Foi quando se aproximou a sua outra metade neste mundo, um irmão em Grajaú. A possibilidade de comunicação surgiu no ângulo quente da esquina, acompanhando uma senhora, e encarnada na figura de um cão. Era um basset lindo e miserável, doce sob a sua fatalidade. Era um basset ruivo.
Lá vinha ele trotando, à frente de sua dona, arrastando seu comprimento. Desprevenido, acostumado, cachorro.
A menina abriu os olhos pasmada. Suavemente avisado, o cachorro estacou diante dela. Sua língua vibrava. Ambos se olhavam.
Entre tantos seres que estão prontos para se tornarem donos de outro ser, lá estava a menina que viera ao mundo para ter aquele cachorro. Ele fremia suavemente, sem latir. Ela olhava-o sob os cabelos, fascinada, séria. Quanto tempo se passava? Um grande soluço sacudiu-a desafinado. Ele nem sequer tremeu. Também ela passou por cima do soluço e continuou a fitá-lo.
Os pelos de ambos eram curtos, vermelhos.
Que foi que se disseram? Não se sabe. Sabe-se apenas que se comunicaram rapidamente, pois não havia tempo. Sabe-se também que sem falar eles se pediam. Pediam-se com urgência, com encabulamento, surpreendidos.
No meio de tanta vaga impossibilidade e de tanto sol, ali estava a solução para a criança vermelha. E no meio de tantas ruas a serem trotadas, de tantos cães maiores, de tantos esgotos secos - lá estava uma menina, como se fora carne de sua ruiva carne. Eles se fitavam profundos, entregues, ausentes de Grajaú. Mais um instante e o suspenso sonho se quebraria, cedendo talvez à gravidade com que se pediam.
Mas ambos eram comprometidos.
Ela com sua infância impossível, o centro da inocência que só se abriria quando ela fosse uma mulher. Ele, com sua natureza aprisionada.
A dona esperava impaciente sob o guarda-sol. O basset ruivo afinal despregou-se da menina e saiu sonâmbulo. Ela ficou espantada, com o acontecimento nas mãos, numa mudez que nem pai nem mãe compreenderiam. Acompanhou-o com olhos pretos que mal acreditavam, debruçada sobre a bolsa e os joelhos, até vê-la dobrar a outra esquina.
Mas ele foi mais forte que ela. Nem uma só vez olhou para trás.
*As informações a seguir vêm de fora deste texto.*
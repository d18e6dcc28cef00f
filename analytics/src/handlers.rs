//! HTTP handlers for the analytics read API.

use axum::{
    Json,
    extract::{Path, State},
    http::StatusCode,
};
use orderflow_core::repository::{OrderAggregates, OrderDocument, OrderRepository};
use orderflow_web::{AppError, Pagination};
use serde::Serialize;
use std::sync::Arc;

/// Pagination metadata returned alongside a page of documents.
#[derive(Debug, Clone, Serialize)]
#[serde(rename_all = "camelCase")]
pub struct PageMeta {
    /// 1-based page number served
    pub page: u32,
    /// Page size served
    pub limit: u32,
    /// Total documents across all pages
    pub total: u64,
    /// Total number of pages
    pub total_pages: u64,
}

/// A page of order documents.
#[derive(Debug, Clone, Serialize)]
#[serde(rename_all = "camelCase")]
pub struct OrderPage {
    /// The documents on this page, newest first
    pub orders: Vec<OrderDocument>,
    /// Pagination metadata
    pub pagination: PageMeta,
}

/// Health response body.
#[derive(Debug, Serialize)]
pub struct HealthResponse {
    /// "ok" or "unavailable"
    pub status: &'static str,
}

/// List persisted orders, newest first.
///
/// # Endpoint
///
/// ```text
/// GET /api/orders?page=1&limit=10
/// ```
///
/// Missing or non-numeric `page`/`limit` fall back to 1/10; `limit` is
/// capped at 100. A page past the end yields an empty `orders` array.
pub async fn list_orders(
    State(store): State<Arc<dyn OrderRepository>>,
    pagination: Pagination,
) -> Result<Json<OrderPage>, AppError> {
    let (orders, total) = store
        .list(pagination.page, pagination.limit)
        .await
        .map_err(|e| AppError::internal("Failed to list orders").with_source(e.into()))?;

    Ok(Json(OrderPage {
        orders,
        pagination: PageMeta {
            page: pagination.page,
            limit: pagination.limit,
            total,
            total_pages: pagination.total_pages(total),
        },
    }))
}

/// Fetch one order document.
///
/// # Endpoint
///
/// ```text
/// GET /api/orders/:order_id
/// ```
pub async fn get_order(
    State(store): State<Arc<dyn OrderRepository>>,
    Path(order_id): Path<String>,
) -> Result<Json<OrderDocument>, AppError> {
    let document = store
        .get(&order_id)
        .await
        .map_err(|e| AppError::internal("Failed to load order").with_source(e.into()))?
        .ok_or_else(|| AppError::not_found("Order", &order_id))?;

    Ok(Json(document))
}

/// Delete one order document.
///
/// # Endpoint
///
/// ```text
/// DELETE /api/orders/:order_id
/// ```
///
/// # Status Codes
///
/// - 204 No Content: deleted
/// - 404 Not Found: no such document
pub async fn delete_order(
    State(store): State<Arc<dyn OrderRepository>>,
    Path(order_id): Path<String>,
) -> Result<StatusCode, AppError> {
    let deleted = store
        .delete(&order_id)
        .await
        .map_err(|e| AppError::internal("Failed to delete order").with_source(e.into()))?;

    if deleted {
        Ok(StatusCode::NO_CONTENT)
    } else {
        Err(AppError::not_found("Order", &order_id))
    }
}

/// Aggregate statistics over all persisted orders.
///
/// # Endpoint
///
/// ```text
/// GET /api/stats
/// ```
pub async fn stats(
    State(store): State<Arc<dyn OrderRepository>>,
) -> Result<Json<OrderAggregates>, AppError> {
    let aggregates = store
        .stats()
        .await
        .map_err(|e| AppError::internal("Failed to compute order statistics").with_source(e.into()))?;

    Ok(Json(aggregates))
}

/// Store-aware health check.
///
/// # Endpoint
///
/// ```text
/// GET /health
/// ```
pub async fn health(
    State(store): State<Arc<dyn OrderRepository>>,
) -> (StatusCode, Json<HealthResponse>) {
    match store.ping().await {
        Ok(()) => (StatusCode::OK, Json(HealthResponse { status: "ok" })),
        Err(e) => {
            tracing::warn!(error = %e, "Store ping failed");
            (
                StatusCode::SERVICE_UNAVAILABLE,
                Json(HealthResponse {
                    status: "unavailable",
                }),
            )
        },
    }
}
LISPECTOR, Clarice. Felicidade clandestina.
Rio de Janeiro: Nova Fronteira, 1981.
Questão 01 - Quem são as personagens principais? O que elas têm em comum? *
Questão 02 - O que a menina fazia sentada na porta de casa, às duas horas da tarde? *
Questão 03 - Onde se passa a história? Retire do texto uma frase que apresenta uma característica marcante do cenário. *
Questão 04 - De acordo com o texto, como a menina se sentia em relação a outras pessoas? Retire do texto uma frase para justificar sua resposta. *
Questão 05 - “Sentada nos degraus de sua casa, ela suportava.” O que a menina suportava?Indique a alternativa que melhor responde a questão: *
A) a pessoa que esperava o bonde
B) a bolsa velha.
C) o calor e a solidão
D) sua mãe.
Questão 06 - “O que a salvava era uma bolsa velha de senhora, com alça partida.” Do que a bolsa a salvava? *
A) do calor excessivo
B) da solidão, já que a bolsa era sua companhia.
C) das brigas com a mãe
D) do homem que esperava o bonde
Questão 07 - No texto, quem é o narrador? *
A) a mãe
B) alguém presente na história, mas sem participar muito
C) alguém que não presente na história
D) a menina ruiva.
Questão 08 - Retire do texto um trecho em que se percebe a presença do narrador como personagem. *
Questão 09 - O que o narrador fazia naquele lugar? *
Questão 10 - Pode-se dizer que o narrador se identifica com a menina? Por quê? *
Questão 11 - O cão basset provoca uma mudança na cena inicial. Qual a reação da menina e do cão quando se veem? *
Questão 12 - “Mas ambos eram comprometidos.” Segundo o texto, com o que eles eram comprometidos? O que isso pode significar? *
Questão 13 - Por que o cachorro não olhou para trás? *
Questão 14 - Considerando a reação da menina e do cão quando se encontram e a resposta à questão 12, o que o título TENTAÇÃO pode indicar? *
Questão 15 - Qual é o tema central do texto? *

Soluções para a tarefa

Respondido por KatherineP1erce
5

Resposta:

Entendendo o conto:01 – Quem são as personagens principais? O que elas têm em comum? *

A menina ruiva e o cão Basset, que também é ruivo segundo a autora.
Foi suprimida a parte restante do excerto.